次回、宇宙の騎士テッカマンブレード「引き裂かれた過去」仮面の下の、涙を拭え。

イントロダクション
パワーアップを完了したペガスと共に、テッカマンブレードの放ったハイコートボルテッカは、みごとに宿敵エビルのPHYボルテッカを打ち砕いた。だが、この戦いでDボゥイとの再会を果たしたミユキ・テッカマンレイピアは、エビルの攻撃により重傷を負ってしまった。そして……!
「もう全てを話してくれていい頃じゃないか? 相羽タカヤ」


「な……何故それを!?」
 Dボゥイは、フリーマンの言葉に激しく動揺していた。後ずさり、顔には冷や汗を流している。
「悪いが全て調べさせてもらった。君の事、君の父相羽孝三とアルゴス号の事を」
アルゴス号……」
 その単語を反芻するDボゥイ。それは彼にとって忌むべき名だと言っても過言ではなかった。
アルゴス号? どっかで聞いた事があるな?」
 ノアルが首を傾げる。それを見て、レビンが答えた。
「ああ! あれよ! ほら、3年前のタイタン調査船!」
「あぁ、あの船ごと消息を絶った!」
 当時は有名な事件だったのか、新聞の片隅に載っていたそれほど重要ではない記事だったのか。兎に角2人はその名前を思い出した。当時は他惑星開拓が盛んだった為か、探査船の事故などはよくある話だった。
「そう、私はそのタイタン調査団の事件を調べる内に、団長相羽孝三の息子の中に、タカヤ・シンヤの名がある事に気付いた。そして、そのシンヤとタカヤが双子の兄弟だと言う事も」
「するってぇと、Dボゥイの本名が相羽……タカヤ!」
 ノアルはアジア系だとは思っていたが、まさかDボゥイとアキの母国が同じだとは思っていなかった様だ。
 そしてスペースナイツの面々は怪訝に思った。彼が動揺する理由がいまいち理解できない。

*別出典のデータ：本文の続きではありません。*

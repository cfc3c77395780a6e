use hyper::server::conn::http1;
use hyper::service::service_fn;
use hyper_util::rt::TokioIo;
use socket2::{Domain, Protocol, Socket, Type};
use std::net::SocketAddr;
use std::sync::Arc;
use tokio::net::TcpListener;

mod config;
mod dispatch;
mod http;
mod logger;

fn main() -> Result<(), Box<dyn std::error::Error>> {
    let cfg = config::Config::load()?;
    logger::init(&cfg)?;

    let mut runtime_builder = tokio::runtime::Builder::new_multi_thread();
    runtime_builder.enable_all();
    if let Some(workers) = cfg.server.workers {
        runtime_builder.worker_threads(workers);
    }
    let runtime = runtime_builder.build()?;

    runtime.block_on(serve(cfg))
}

async fn serve(cfg: config::Config) -> Result<(), Box<dyn std::error::Error>> {
    let addr = cfg.socket_addr()?;
    let listener = create_reusable_listener(addr)?;
    let state = Arc::new(config::AppState::new(cfg));

    logger::log_server_start(&addr, &state.config, &state.routes);

    loop {
        match listener.accept().await {
            Ok((stream, peer_addr)) => {
                handle_connection(stream, peer_addr, Arc::clone(&state));
            }
            Err(e) => {
                logger::log_error(&format!("Failed to accept connection: {e}"));
            }
        }
    }
}

/// Serve a single connection in a spawned task.
///
/// A connection error is logged and affects only this connection; the accept
/// loop keeps running.
fn handle_connection(
    stream: tokio::net::TcpStream,
    peer_addr: SocketAddr,
    state: Arc<config::AppState>,
) {
    tokio::spawn(async move {
        let io = TokioIo::new(stream);

        let mut builder = http1::Builder::new();
        builder.keep_alive(true);

        let conn = builder.serve_connection(
            io,
            service_fn(move |req| {
                let state = Arc::clone(&state);
                async move { dispatch::handle_request(req, peer_addr, state).await }
            }),
        );

        if let Err(err) = conn.await {
            logger::log_connection_error(&err);
        }
    });
}

/// Create a `TcpListener` with `SO_REUSEPORT` and `SO_REUSEADDR` enabled.
///
/// Allows rebinding the address immediately after a restart instead of
/// waiting out `TIME_WAIT`.
fn create_reusable_listener(addr: SocketAddr) -> std::io::Result<TcpListener> {
    let domain = if addr.is_ipv4() {
        Domain::IPV4
    } else {
        Domain::IPV6
    };

    let socket = Socket::new(domain, Type::STREAM, Some(Protocol::TCP))?;
    socket.set_reuse_port(true)?;
    socket.set_reuse_address(true)?;

    // Non-blocking mode for async compatibility
    socket.set_nonblocking(true)?;

    socket.bind(&addr.into())?;
    socket.listen(128)?;

    let std_listener: std::net::TcpListener = socket.into();
    TcpListener::from_std(std_listener)
}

「どう言う事? Dボゥイは、記憶喪失じゃなかったの?」
「いや、最初から記憶など失くしてはいない。ただ、自分の過去を知られたくなかった、そうだな? 相羽タカヤ」
 フリーマンにそう指摘される。Dボゥイが激しく動揺する理由は、自分が相羽であると言う秘密を他人に知られてはならない、と言う一点だけだった。
「俺は……俺は、Dボゥイだぁ!」
 それでも我を張り、Dボゥイは相羽である事を否定する。だがその時、より掛かっているコンソールから通信が来た。医師チームからの通信だった。
「チーフ! チーフ! AB型の血液が不足しています! 誰か、誰か献血者を!」
 それを聞いて血相を変えるDボゥイ。医師に叫ぶ様に言う。
「ミユキ! ミユキぃ! 俺の血を使ってくれ! 血液型は同じだ! 頼む……ミユキを……ミユキを!」
 最後は懇願するような表情で、Dボゥイは献血を名乗り出た。まるで彼女の血液型を事前に知っていた様な素振りは、もはや言い逃れ出来る状況ではなかった。そんな彼の肩に優しく手を乗せるのはアキだった。
「Dボゥイ……私も」
「アキ……」
 アキも、同じAB型の血液だった。そして2人は手術室内の隣のベッドで横になり、手術用の献血を行う。アキは、隣にいるDボゥイに静かに声を掛けた。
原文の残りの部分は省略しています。